I have completed reading the first chapter of Thomas Oden's "Classical Pastoral Care, v. 3: "Pastoral Counsel." Thomas Oden's three volume systematic theology is the primary text for the two semester Systematic Theology class at Wesley Biblical Seminary. Oden was the professor of some of the WBS faculty.

The introduction makes the point that from the very beginnings of the Church, pastors have required wisdom to struggle for the health and life of the souls entrusted to their care. The methods employed in soul care throughout the centuries anticipated many of elements of contemporary psychotherapy. Oden quotes from Church leaders from the ancient Church to the Reformation to answer these nine questions:

1. How do sources of the classical pastoral tradition describe the necessary and sufficient conditions of the helping relationship, the essential elements of the therapeutic relationship and how do these descriptions correspond with recent accounts?
2. What constitutes counsel, what should one expect from it, and how is an apt counselor found?
3. How does God's own emphatic caring and providential guidance shape the process of human care-giving?
4. Why is the timing of seasonable wisdom such a crucial prudential element of pastoral counsel?
5. How did the classic Christian psychologists understand the language of the body, and its relation to the struggle for language in self-disclosure, as well as the significance of silence?
6. Why are admonition and discipline such distinctive features of constructive behavioral change?
7. Can responsible freedom be rightly nurtured without moral guidance?
8. How do classic therapeutic understandings and procedures anticipate contemporary psycotheraputic assumptions and procedures?
9. Finally, what patterns recur in classic analyses of the psychological dynamics of the will that have been rediscovered by modern behavioral science? (Oden, p. 5)

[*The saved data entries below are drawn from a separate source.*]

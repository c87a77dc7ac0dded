//! Client key extraction and upstream key selection.

use axum::http::{header, HeaderMap};

use crate::config::ProxyConfig;
use crate::error::{ProxyError, Result};

/// The key a client presented: `Authorization: Bearer <key>` first, then `x-api-key`.
pub fn extract_client_key(headers: &HeaderMap) -> Option<String> {
    if let Some(key) = headers
        .get(header::AUTHORIZATION)
        .and_then(|v| v.to_str().ok())
        .and_then(strip_bearer_prefix)
        .filter(|k| !k.is_empty())
    {
        return Some(key.to_string());
    }

    headers
        .get("x-api-key")
        .and_then(|v| v.to_str().ok())
        .map(str::trim)
        .filter(|k| !k.is_empty())
        .map(str::to_string)
}

/// Decide which key to send upstream for this request.
///
/// With `auth.client_keys` configured, the client must present one of them and
/// the server-side key (if any) is used upstream. Otherwise the client's own
/// key is forwarded, falling back to the server-side key.
pub fn resolve_upstream_key(headers: &HeaderMap, config: &ProxyConfig) -> Result<String> {
    let client_key = extract_client_key(headers);

    if !config.auth.client_keys.is_empty() {
        let key = client_key.ok_or_else(|| ProxyError::authentication("Missing API key"))?;
        if !config.auth.client_keys.iter().any(|k| *k == key) {
            return Err(ProxyError::authentication("Invalid API key"));
        }
        return Ok(config.server_api_key().unwrap_or(key));
    }

    client_key
        .or_else(|| config.server_api_key())
        .ok_or_else(|| ProxyError::authentication("Missing API key"))
}

fn strip_bearer_prefix(auth: &str) -> Option<&str> {
    let (scheme, rest) = auth.trim().split_once(char::is_whitespace)?;
    scheme.eq_ignore_ascii_case("bearer").then(|| rest.trim())
}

The title of chapter one is called "Necessary and Sufficient Conditions of a Helping Relationship." Oden lists five conditions and quotes from historical Church figures in expounding upon them. These five conditions are:
1. Accurate emphatic listening.
2. Congruent, open awareness of one's own experiencing process, trusting one's own soul, one's most inward experiencing, enabling full disclosure.
3. Unconditional accepting love.
4. Rigorous self-examination.
5. Narrative comic insight.

Oden explains that the Greek word for a helping, healing relationship is theripea. The Greek noun therapon describes one who helps, serves and heals others. The Latin word for therapon is ministerium, where we derive our English word minister. The pastoral office, Oden states, as been historically seen as a therapeutic one.

A sample of quotations from the book are included in the audio portion of this post above to give you a flavor of the wisdom available to the contemporary Church from the wisdom of Classical Pastoral Tradition.